■ The task: Each line in the entries that has the word "bool" has to be copied.

■ Information:
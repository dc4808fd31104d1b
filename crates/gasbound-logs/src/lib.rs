// SPDX-License-Identifier: AGPL-3.0

//! Logging and diagnostic utilities
//!
//! Thin layer over `tracing`: subscriber setup keyed on the `-v` count,
//! stable warning codes, and de-duplication of repeated coverage warnings.

use once_cell::sync::Lazy;
use std::collections::HashSet;
use std::sync::{Mutex, MutexGuard};
use tracing_subscriber::EnvFilter;

/// Error codes for warnings
#[derive(Debug, Clone, Copy, PartialEq, Eq, Hash)]
pub enum ErrorCode {
    ParsingError,
    InternalError,
    UnsupportedOpcode,
    LoopSynthesis,
    SolverError,
    ExplorationLimit,
    UnresolvedJump,
    RankingFunction,
}

impl ErrorCode {
    pub fn code(&self) -> &'static str {
        match self {
            ErrorCode::ParsingError => "parsing-error",
            ErrorCode::InternalError => "internal-error",
            ErrorCode::UnsupportedOpcode => "unsupported-opcode",
            ErrorCode::LoopSynthesis => "loop-synthesis",
            ErrorCode::SolverError => "solver-error",
            ErrorCode::ExplorationLimit => "exploration-limit",
            ErrorCode::UnresolvedJump => "unresolved-jump",
            ErrorCode::RankingFunction => "ranking-function",
        }
    }
}

/// Map a `-v` count to a default filter directive
pub fn level_for_verbosity(verbosity: u8) -> &'static str {
    match verbosity {
        0 => "warn",
        1 => "info",
        2 => "debug",
        _ => "trace",
    }
}

/// Install the global subscriber. `RUST_LOG` takes precedence over the
/// verbosity count. Calling this twice is harmless.
pub fn init(verbosity: u8) {
    let filter = EnvFilter::try_from_default_env()
        .unwrap_or_else(|_| EnvFilter::new(level_for_verbosity(verbosity)));
    let _ = tracing_subscriber::fmt()
        .with_env_filter(filter)
        .with_target(false)
        .with_writer(std::io::stderr)
        .try_init();
}

/// Logger state for tracking unique messages
static UNIQUE_MESSAGES: Lazy<Mutex<HashSet<String>>> = Lazy::new(|| Mutex::new(HashSet::new()));

fn messages() -> MutexGuard<'static, HashSet<String>> {
    UNIQUE_MESSAGES
        .lock()
        .unwrap_or_else(|poisoned| poisoned.into_inner())
}

/// Check if a message has been logged (for unique logging)
pub fn is_logged(message: &str) -> bool {
    messages().contains(message)
}

/// Mark a message as logged; returns true the first time
fn mark_logged(message: &str) -> bool {
    messages().insert(message.to_string())
}

/// Log a warning with an error code
pub fn warn_code(error_code: ErrorCode, msg: &str) {
    tracing::warn!(code = error_code.code(), "{}", msg);
}

/// Log a warning once per distinct message
pub fn warn_once(error_code: ErrorCode, msg: &str) {
    if mark_logged(msg) {
        warn_code(error_code, msg);
    }
}

/// Clear all logged messages (useful for testing)
pub fn clear_logged_messages() {
    messages().clear();
}

#[cfg(test)]
mod tests {
    use super::*;

    #[test]
    fn test_all_error_codes() {
        let codes = vec![
            ErrorCode::ParsingError,
            ErrorCode::InternalError,
            ErrorCode::UnsupportedOpcode,
            ErrorCode::LoopSynthesis,
            ErrorCode::SolverError,
            ErrorCode::ExplorationLimit,
            ErrorCode::UnresolvedJump,
            ErrorCode::RankingFunction,
        ];

        let unique: HashSet<_> = codes.iter().map(|c| c.code()).collect();
        assert_eq!(unique.len(), codes.len());
        for code in codes {
            assert!(!code.code().contains(' '));
        }
    }

    #[test]
    fn test_level_for_verbosity() {
        assert_eq!(level_for_verbosity(0), "warn");
        assert_eq!(level_for_verbosity(1), "info");
        assert_eq!(level_for_verbosity(2), "debug");
        assert_eq!(level_for_verbosity(7), "trace");
    }

    #[test]
    fn test_warn_once() {
        let msg = "warn once message for logs test";
        assert!(!is_logged(msg));

        warn_once(ErrorCode::UnsupportedOpcode, msg);
        assert!(is_logged(msg));

        // Second call is a no-op
        warn_once(ErrorCode::UnsupportedOpcode, msg);
        assert!(is_logged(msg));

        clear_logged_messages();
        assert!(!is_logged(msg));
    }


    #[test]
    fn test_init_twice() {
        init(0);
        init(3);
    }
}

■ Answer to the exercise:
pub fn is_logged(message: &str) -> bool {
fn mark_logged(message: &str) -> bool {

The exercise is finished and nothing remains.